A few months ago I did an article covering how much energy power cells hold in real world units and included a few hypothetical suggestion for different kinds of power plants. I also took a shot a handling batteries to give players some more long term storage options at the price of having a lower power output.
|Behold, the power of the future!|
While I'm not afraid to stray into house rule territory if I have to, I try to stay as RAW as possible since I know how some GM's can get. Some just don't like veering off of what's published so if my rules at lest line up with that it increases the chance that my stuff will get the okay.
Well, I've been doing some diving into what info I could get on the early versions of Ultra-Tech to see if I can find any nuggets I could use. While I have yet to find a smoking gun, I have found enough things that seem to point to the fact that originally there were going to be both power cells and batteries in the book (and in fact this makes sense since some of the things listed don't make sense having the duration they do with just normal power cells).
Now granted that's useful and all but... there was no data on how these batteries would work. Then it hit me. A lot of Ultra-Tech was inspired by what was done in Transhuman Space and that setting had both batteries (confusingly called power cells) and power cells (called power packs). So I took a look at these settings assumptions and it clicked!

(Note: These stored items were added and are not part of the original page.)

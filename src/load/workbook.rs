// src/load/workbook.rs
//
// Spreadsheet input through calamine: .xlsx/.xlsm/.xlsb/.xls/.ods.

use crate::error::DataLoadError;
use crate::load::{non_blank, RawTable};
use calamine::{open_workbook_auto_from_rs, Data, Reader, Sheets};
use chrono::{NaiveDateTime, NaiveTime};
use std::{fs, io::Cursor, path::Path};
use tracing::debug;

/// The sheet the case list lives in.
pub const DEFAULT_SHEET: &str = "Lista";

/// Extensions read as workbooks.
pub const WORKBOOK_EXTENSIONS: &[&str] = &["xlsx", "xlsm", "xlsb", "xls", "ods"];

fn open(path: &Path) -> Result<Sheets<Cursor<Vec<u8>>>, DataLoadError> {
    let bytes = fs::read(path).map_err(|source| DataLoadError::Io {
        path: path.to_path_buf(),
        source,
    })?;
    open_workbook_auto_from_rs(Cursor::new(bytes)).map_err(|source| DataLoadError::Workbook {
        path: path.to_path_buf(),
        source,
    })
}

/// Names of all sheets in the workbook, in workbook order.
pub fn list_sheets<P: AsRef<Path>>(path: P) -> Result<Vec<String>, DataLoadError> {
    Ok(open(path.as_ref())?.sheet_names())
}

/// Load `sheet` from the workbook at `path`.
#[tracing::instrument(level = "debug", skip(path), fields(path = %path.as_ref().display()))]
pub fn load_sheet<P: AsRef<Path>>(path: P, sheet: &str) -> Result<RawTable, DataLoadError> {
    let path = path.as_ref();
    let mut workbook = open(path)?;

    let available = workbook.sheet_names();
    if !available.iter().any(|name| name == sheet) {
        return Err(DataLoadError::SheetNotFound {
            path: path.to_path_buf(),
            sheet: sheet.to_string(),
            available,
        });
    }

    let range = workbook
        .worksheet_range(sheet)
        .map_err(|source| DataLoadError::Workbook {
            path: path.to_path_buf(),
            source,
        })?;
    let (height, width) = range.get_size();
    debug!(sheet, height, width, start = ?range.start(), "read worksheet range");

    let grid = range
        .rows()
        .map(|row| row.iter().map(render_cell).collect())
        .collect();
    Ok(RawTable::from_grid(grid))
}

/// Cell as the text the rest of the pipeline sees. Blank and error cells are `None`.
fn render_cell(cell: &Data) -> Option<String> {
    let rendered = match cell {
        Data::String(s) | Data::DateTimeIso(s) | Data::DurationIso(s) => s.clone(),
        Data::Float(f) => format_number(*f),
        Data::Int(i) => i.to_string(),
        Data::Bool(b) => if *b { "True" } else { "False" }.to_string(),
        Data::DateTime(dt) => format_datetime(dt.as_datetime()?),
        Data::Error(_) | Data::Empty => return None,
    };
    non_blank(rendered)
}

/// Integral values lose the trailing `.0`.
fn format_number(n: f64) -> String {
    if n.fract() == 0.0 && n.abs() < 1e15 {
        format!("{}", n as i64)
    } else {
        format!("{}", n)
    }
}

/// `YYYY-MM-DD`, with ` HH:MM:SS` only when there is a time of day.
fn format_datetime(dt: NaiveDateTime) -> String {
    if dt.time() == NaiveTime::MIN {
        dt.format("%Y-%m-%d").to_string()
    } else {
        dt.format("%Y-%m-%d %H:%M:%S").to_string()
    }
}
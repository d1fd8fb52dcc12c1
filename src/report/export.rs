use anyhow::{bail, Context, Result};
use arrow::csv::WriterBuilder;
use arrow::record_batch::RecordBatch;
use parquet::arrow::ArrowWriter;
use parquet::basic::Compression;
use parquet::file::properties::WriterProperties;
use std::{fs::File, path::Path};
use tracing::info;

/// Write `batch` to `path` as CSV or Parquet, picked by the file extension.
pub fn write_summary<P: AsRef<Path>>(batch: &RecordBatch, path: P) -> Result<()> {
    let path = path.as_ref();
    let ext = path
        .extension()
        .and_then(|e| e.to_str())
        .map(str::to_ascii_lowercase);

    match ext.as_deref() {
        Some("csv") => write_csv(batch, path)?,
        Some("parquet") => write_parquet(batch, path)?,
        _ => bail!("unsupported export format for {}; use .csv or .parquet", path.display()),
    }
    info!(path = %path.display(), rows = batch.num_rows(), "exported case table");
    Ok(())
}

fn write_csv(batch: &RecordBatch, path: &Path) -> Result<()> {
    let file = File::create(path).with_context(|| format!("creating {}", path.display()))?;
    let mut writer = WriterBuilder::new().with_header(true).build(file);
    writer.write(batch).context("writing CSV batch")?;
    Ok(())
}

fn write_parquet(batch: &RecordBatch, path: &Path) -> Result<()> {
    let file = File::create(path).with_context(|| format!("creating {}", path.display()))?;
    let props = WriterProperties::builder()
        .set_compression(Compression::SNAPPY)
        .build();
    let mut writer = ArrowWriter::try_new(file, batch.schema(), Some(props))
        .context("creating Arrow writer for export")?;
    writer.write(batch).context("writing export batch")?;
    writer.close().context("closing export writer")?;
    Ok(())
}
use anyhow::{Context, Result};
use arrow::util::pretty::pretty_format_batches;
use casedash::{
    filter::{FilterOptions, FilterSelection},
    load::{cache::load_cases, DEFAULT_SHEET},
    report::{summary_table, write_summary, DashboardReport},
};
use clap::{Parser, Subcommand};
use std::path::PathBuf;
use tracing::info;
use tracing_subscriber::{fmt, EnvFilter};

#[derive(Parser)]
#[command(author, version, about = "Case records dashboard: counts, filters and case list")]
struct Args {
    /// Workbook (.xlsx) or CSV export of the case list
    #[arg(long, global = true, default_value = "Datacor_processos.xlsx")]
    input: PathBuf,
    #[arg(long, global = true, default_value = DEFAULT_SHEET)]
    sheet: String,
    /// YAML file with a filter selection
    #[arg(long, global = true)]
    filters: Option<PathBuf>,

    #[arg(long = "year", global = true)]
    years: Vec<String>,
    /// Month label, e.g. "Março/2022"
    #[arg(long = "month", global = true)]
    months: Vec<String>,
    #[arg(long = "priority", global = true)]
    priorities: Vec<String>,
    #[arg(long = "municipality", global = true)]
    municipalities: Vec<String>,
    #[arg(long = "neighborhood", global = true)]
    neighborhoods: Vec<String>,
    #[arg(long = "zone", global = true)]
    zones: Vec<String>,

    #[command(subcommand)]
    command: Command,
}

#[derive(Subcommand)]
enum Command {
    /// Dashboard payload as JSON
    Report {
        #[arg(short, long)]
        output: Option<PathBuf>,
    },
    /// Choices for each filter as JSON
    Options,
    /// Print the filtered case list
    Table {
        #[arg(long, default_value_t = 20)]
        limit: usize,
    },
    /// Write the filtered case list as .csv or .parquet
    Export {
        #[arg(short, long)]
        output: PathBuf,
    },
}

impl Args {
    fn selection(&self) -> Result<FilterSelection> {
        let mut selection = match &self.filters {
            Some(path) => FilterSelection::from_yaml_file(path)?,
            None => FilterSelection::default(),
        };
        selection.merge(FilterSelection {
            case_year: self.years.clone(),
            month_label: self.months.clone(),
            priorities: self.priorities.clone(),
            municipality: self.municipalities.clone(),
            neighborhood: self.neighborhoods.clone(),
            zone: self.zones.clone(),
        });
        Ok(selection)
    }
}

fn main() -> Result<()> {
    let env = EnvFilter::try_from_default_env().unwrap_or_else(|_| EnvFilter::new("info"));
    fmt::Subscriber::builder()
        .with_env_filter(env)
        .with_writer(std::io::stderr)
        .init();

    let args = Args::parse();
    let selection = args.selection()?;
    let table = load_cases(&args.input, &args.sheet)
        .with_context(|| format!("loading {}", args.input.display()))?;
    info!(rows = table.num_rows(), filtered = !selection.is_empty(), "case table ready");

    match args.command {
        Command::Report { output } => {
            let report = DashboardReport::build(&table, &selection)?;
            match output {
                Some(path) => {
                    report.write_json(&path)?;
                    info!(path = %path.display(), "report written");
                }
                None => println!("{}", report.to_json()?),
            }
        }
        Command::Options => {
            let options = FilterOptions::compute(&table, &selection);
            println!(
                "{}",
                serde_json::to_string_pretty(&options).context("serializing filter options")?
            );
        }
        Command::Table { limit } => {
            let batch = summary_table(&table, &selection)?;
            let shown = batch.slice(0, limit.min(batch.num_rows()));
            println!("{}", pretty_format_batches(&[shown])?);
            println!("{} of {} cases", limit.min(batch.num_rows()), batch.num_rows());
        }
        Command::Export { output } => {
            let batch = summary_table(&table, &selection)?;
            write_summary(&batch, &output)?;
        }
    }
    Ok(())
}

So here's my second, more GURPSy attempt at stating batteries.
In general Ultra-Tech Batteries hold 10× as much energy as a the same sized power cell of the same TL. For example a TL9 C power cell holds 90kJ of energy so a TL9 C battery would hold 900kJ.

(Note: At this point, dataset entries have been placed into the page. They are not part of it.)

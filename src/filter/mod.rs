// src/filter/mod.rs

use crate::normalize::CaseTable;
use crate::schema::columns::*;
use crate::schema::month_number;
use anyhow::{Context, Result};
use arrow::{array::BooleanArray, error::ArrowError};
use serde::{Deserialize, Serialize};
use std::{
    collections::{BTreeSet, HashSet},
    fs::File,
    path::Path,
};
use tracing::debug;

/// Selected values per filterable column. An empty list means "no filter".
///
/// Reads from YAML such as:
///
/// ```yaml
/// case_year: ["2022", "2023"]
/// municipality: [Inhuma]
/// ```
#[derive(Debug, Clone, Default, PartialEq, Eq, Serialize, Deserialize)]
#[serde(default)]
pub struct FilterSelection {
    pub case_year: Vec<String>,
    pub month_label: Vec<String>,
    pub priorities: Vec<String>,
    pub municipality: Vec<String>,
    pub neighborhood: Vec<String>,
    pub zone: Vec<String>,
}

impl FilterSelection {
    pub fn from_yaml_file<P: AsRef<Path>>(path: P) -> Result<Self> {
        let path = path.as_ref();
        let f = File::open(path).with_context(|| format!("opening filter file {:?}", path))?;
        serde_yaml::from_reader(f).with_context(|| format!("parsing filter file {:?}", path))
    }

    pub fn is_empty(&self) -> bool {
        self.by_column().iter().all(|(_, values)| values.is_empty())
    }

    /// Add `other`'s values, skipping ones already selected.
    pub fn merge(&mut self, other: FilterSelection) {
        fn extend(into: &mut Vec<String>, from: Vec<String>) {
            for v in from {
                if !into.contains(&v) {
                    into.push(v);
                }
            }
        }
        extend(&mut self.case_year, other.case_year);
        extend(&mut self.month_label, other.month_label);
        extend(&mut self.priorities, other.priorities);
        extend(&mut self.municipality, other.municipality);
        extend(&mut self.neighborhood, other.neighborhood);
        extend(&mut self.zone, other.zone);
    }

    fn by_column(&self) -> [(&'static str, &[String]); 6] {
        [
            (CASE_YEAR, self.case_year.as_slice()),
            (MONTH_LABEL, self.month_label.as_slice()),
            (PRIORITIES, self.priorities.as_slice()),
            (MUNICIPALITY, self.municipality.as_slice()),
            (NEIGHBORHOOD, self.neighborhood.as_slice()),
            (ZONE, self.zone.as_slice()),
        ]
    }

    /// Rows matching every non-empty selection whose column exists.
    /// Within a column any selected value matches; nulls never do.
    pub fn apply(&self, table: &CaseTable) -> Result<CaseTable, ArrowError> {
        let mut keep = vec![true; table.num_rows()];
        for (column, selected) in self.by_column() {
            if selected.is_empty() {
                continue;
            }
            let Some(values) = table.text_values(column) else {
                debug!(column, "filter column absent; selection ignored");
                continue;
            };
            let wanted: HashSet<&str> = selected.iter().map(String::as_str).collect();
            for (k, v) in keep.iter_mut().zip(&values) {
                *k = *k && v.as_deref().is_some_and(|v| wanted.contains(v));
            }
        }
        table.filter(&BooleanArray::from(keep))
    }
}

/// Choices offered for each filter.
#[derive(Debug, Clone, Default, PartialEq, Eq, Serialize)]
pub struct FilterOptions {
    pub case_year: Vec<String>,
    /// Chronological: by year, then month.
    pub month_label: Vec<String>,
    pub priorities: Vec<String>,
    pub municipality: Vec<String>,
    /// Limited to the selected municipalities, when any are selected.
    pub neighborhood: Vec<String>,
    pub zone: Vec<String>,
}

impl FilterOptions {
    pub fn compute(table: &CaseTable, selection: &FilterSelection) -> Self {
        let mut month_label = distinct_sorted(table, MONTH_LABEL, None);
        month_label.sort_by_key(|label| month_label_key(label));

        let in_municipalities = if selection.municipality.is_empty() {
            None
        } else {
            table.text_values(MUNICIPALITY).map(|values| {
                values
                    .iter()
                    .map(|v| {
                        v.as_ref()
                            .is_some_and(|m| selection.municipality.contains(m))
                    })
                    .collect::<Vec<bool>>()
            })
        };

        Self {
            case_year: distinct_sorted(table, CASE_YEAR, None),
            month_label,
            priorities: distinct_sorted(table, PRIORITIES, None),
            municipality: distinct_sorted(table, MUNICIPALITY, None),
            neighborhood: distinct_sorted(table, NEIGHBORHOOD, in_municipalities.as_deref()),
            zone: distinct_sorted(table, ZONE, None),
        }
    }
}

/// Sorted distinct non-null values of `column`, optionally only from rows where `rows` is true.
fn distinct_sorted(table: &CaseTable, column: &str, rows: Option<&[bool]>) -> Vec<String> {
    let Some(values) = table.text_values(column) else {
        return Vec::new();
    };
    values
        .into_iter()
        .enumerate()
        .filter(|(i, _)| rows.map_or(true, |r| r.get(*i).copied().unwrap_or(false)))
        .filter_map(|(_, v)| v)
        .collect::<BTreeSet<String>>()
        .into_iter()
        .collect()
}

/// `"Março/2022"` → `(2022, 3)`. Labels that don't parse sort last.
fn month_label_key(label: &str) -> (i32, u32) {
    let parsed = label.split_once('/').and_then(|(month, year)| {
        Some((year.trim().parse::<i32>().ok()?, month_number(month.trim())?))
    });
    parsed.unwrap_or((i32::MAX, u32::MAX))
}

Of course the down side to batteries is that they have a limited ability to discharge that energy as power. Divide the batteries kilo Joules of storage by 900 to see how many kilo Watts it can discharge at. For example since a C battery holds 900kJ it can discharged it at a rate of 900kJ/900 or 1kW. If the item you are trying to power has a greater kilo Watt requirement then a given battery can provide then use a bigger or more batteries till it that requirement is met.
Note that realistically that at TL11, energy density gets as high as it can probably get without super science. The TL12 examples shown below would need hyperdense materials to be practical.
Battery type TL9 TL10 TL11 TL12
AA 0.0001kW/0.9 kJ 0.0004kW/0.36 kJ 0.0016kW/14.4 kJ 0.0064kW/57.6 kJ
A 0.001kW/9 kJ 0.004kW/3.6 kJ 0.016kW/144 kJ 0.064kW/576 kJ
B 0.01kW/90 kJ 0.04kW/360 kJ 0.16kW/1,440 kJ 0.64kW/5,760 kJ
C 1kW/900 kJ 4kW/3,600kJ 16kW/14,400 kJ 64kW/57,600 kJ
D 10kW/9,000 kJ 40kW/36,000kJ 160kW/144,000 kJ 640kW/576,000 kJ
E 100kW/90,000 kJ 400kW/360,000kJ 1,600kW/1,440,000 kJ 6,400kW/5,760,000 kJ
F 1,000kW/900,000 kJ 4,000kW/3,600,000kJ 16,000kW/14,400,000 kJ 64,000kW/57,600,000 kJ
The number before the slash is the batteries output in kilo Watts and the number after the slash in the batteries energy storage in kilo Joules. Divide the listed energy storage by 3,600 to get how many kilo Watt-hours the battery will provide.